Comment 2 Rob Buis 2012-05-04 14:41:51 PDT
Comment on attachment 140326 [details] Patch View in context: https://bugs.webkit.org/attachment.cgi?id=140326&action=review > Source/WebCore/ChangeLog:11 > + Reviewed by NOBODY (OOPS!). This ChangeLog is not of the correct format. The Reviewed by line should be at the line where "Patch by" is, and I am not sure "Patch by" is needed since you are stated as author in the first line. > ChangeLog:11 > + Reviewed by NOBODY (OOPS!). Ditto.
Comment 4 Alexey Proskuryakov 2012-05-04 15:42:31 PDT
Why is this a manual test? On at least some platforms, DumpRenderTree/WebKitTestRunner dumps authentication delegate calls, and should be able to test automatically. Also, the test doesn't look platform specific.
Comment 5 George Staikos 2012-05-07 07:24:36 PDT
Comment on attachment 140331 [details] Patch Ok for me. May want to add an automated testcase later if there is a way. I'm not familiar enough to know if we have a way to automatically test this one.
Comment 6 George Staikos 2012-05-07 07:26:16 PDT
(In reply to comment #4) > Why is this a manual test? On at least some platforms, DumpRenderTree/WebKitTestRunner dumps authentication delegate calls, and should be able to test automatically. > > Also, the test doesn't look platform specific. Oops I missed this comment. So we could add a new test that is platform-independent and automated.

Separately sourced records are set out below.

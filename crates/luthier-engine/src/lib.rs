//! # luthier-engine
//!
//! The Resource Aggregate & Translation Consistency Engine: the five
//! operations with real invariants behind a multi-tenant CMS backend.
//!
//! ## Current Features
//!
//! - **Aggregate Composer**: dependents-first, all-or-nothing creation
//!   of a resource and its SEO/content/tracking/slug/translation rows
//! - **Translation Reconciler**: query-once merge/create per language,
//!   backfill for languages enabled after the fact, retry-as-merge on
//!   the create-vs-create race
//! - **Hierarchical Tree Manager**: pure build/flatten/descendant
//!   functions over any `(id, parent_id)` node set, cycle-rejecting
//!   reparent guard
//! - **Cascading Cleanup**: dependency-safe, best-effort-isolated
//!   deletion of an aggregate and (for tree kinds) its whole subtree
//! - **Content Duplication**: order-renumbering deep copy with
//!   re-attached (not copied) file/slug associations
//!
//! ## Architecture
//!
//! ```text
//! luthier-engine
//! ├── compose   - aggregate composition + slug derivation/repair
//! ├── reconcile - translation reconciliation + backfill
//! ├── tree      - forest building, descendant queries, reparent guard
//! ├── cleanup   - cascading cleanup orchestrator
//! └── duplicate - content aggregate deep copy
//! ```
//!
//! ## Quick Start
//!
//! ```rust,ignore
//! use luthier_engine::Engine;
//! use luthier_store::MemoryStore;
//!
//! let engine = Engine::new(MemoryStore::new());
//! let page = engine
//!     .compose_resource(ResourceKind::Page, request, &languages)
//!     .await?;
//! ```

#![warn(missing_docs)]
#![warn(rustdoc::broken_intra_doc_links)]

use std::sync::Arc;

use luthier_store::Store;

// Public modules
pub mod associations;
pub mod cleanup;
pub mod clock;
pub mod compose;
pub mod duplicate;
pub mod error;
pub mod reconcile;
pub mod tree;

// Re-exports for convenient access
pub use cleanup::{AssetReleaser, NoopReleaser};
pub use clock::{Clock, FixedClock, SystemClock};
pub use compose::ComposeRequest;
pub use duplicate::{DuplicationReport, DuplicationWarning};
pub use error::{EngineError, Result};
pub use tree::{TreeEntry, TreeNode};

/// The engine facade HTTP controllers call in-process
///
/// Holds the shared relational store, a clock for timestamping and the
/// asset releaser hook cleanup invokes for externally owned side
/// effects. The enabled-language snapshot is *not* held here: it is
/// passed into each call so reconciliation stays a deterministic
/// function of its inputs.
pub struct Engine<S> {
	store: S,
	clock: Arc<dyn Clock>,
	releaser: Arc<dyn AssetReleaser>,
}

impl<S: Store> Engine<S> {
	/// Create an engine with the system clock and a no-op asset releaser
	pub fn new(store: S) -> Self {
		Self {
			store,
			clock: Arc::new(SystemClock),
			releaser: Arc::new(NoopReleaser),
		}
	}

	/// Replace the clock (tests use `FixedClock`)
	pub fn with_clock(mut self, clock: Arc<dyn Clock>) -> Self {
		self.clock = clock;
		self
	}

	/// Replace the asset releaser
	pub fn with_releaser(mut self, releaser: Arc<dyn AssetReleaser>) -> Self {
		self.releaser = releaser;
		self
	}

	/// The underlying store
	pub fn store(&self) -> &S {
		&self.store
	}

	pub(crate) fn clock(&self) -> &dyn Clock {
		self.clock.as_ref()
	}

	pub(crate) fn releaser(&self) -> &dyn AssetReleaser {
		self.releaser.as_ref()
	}
}

/// Prelude module for convenient imports
pub mod prelude {
	pub use crate::cleanup::{AssetReleaser, NoopReleaser};
	pub use crate::clock::{Clock, FixedClock, SystemClock};
	pub use crate::compose::ComposeRequest;
	pub use crate::duplicate::{DuplicationReport, DuplicationWarning};
	pub use crate::error::{EngineError, Result};
	pub use crate::tree::{TreeEntry, TreeNode};
	pub use crate::Engine;
}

I think we'll need some help from someone who has done this before. The fix, however, is platform-specific and seems correct.
Comment 7 WebKit Review Bot 2012-05-07 07:31:48 PDT
Comment on attachment 140331 [details] Patch Clearing flags on attachment: 140331 Committed r116308: <http://trac.webkit.org/changeset/116308>
Comment 8 WebKit Review Bot 2012-05-07 07:32:00 PDT
All reviewed patches have been landed. Closing bug.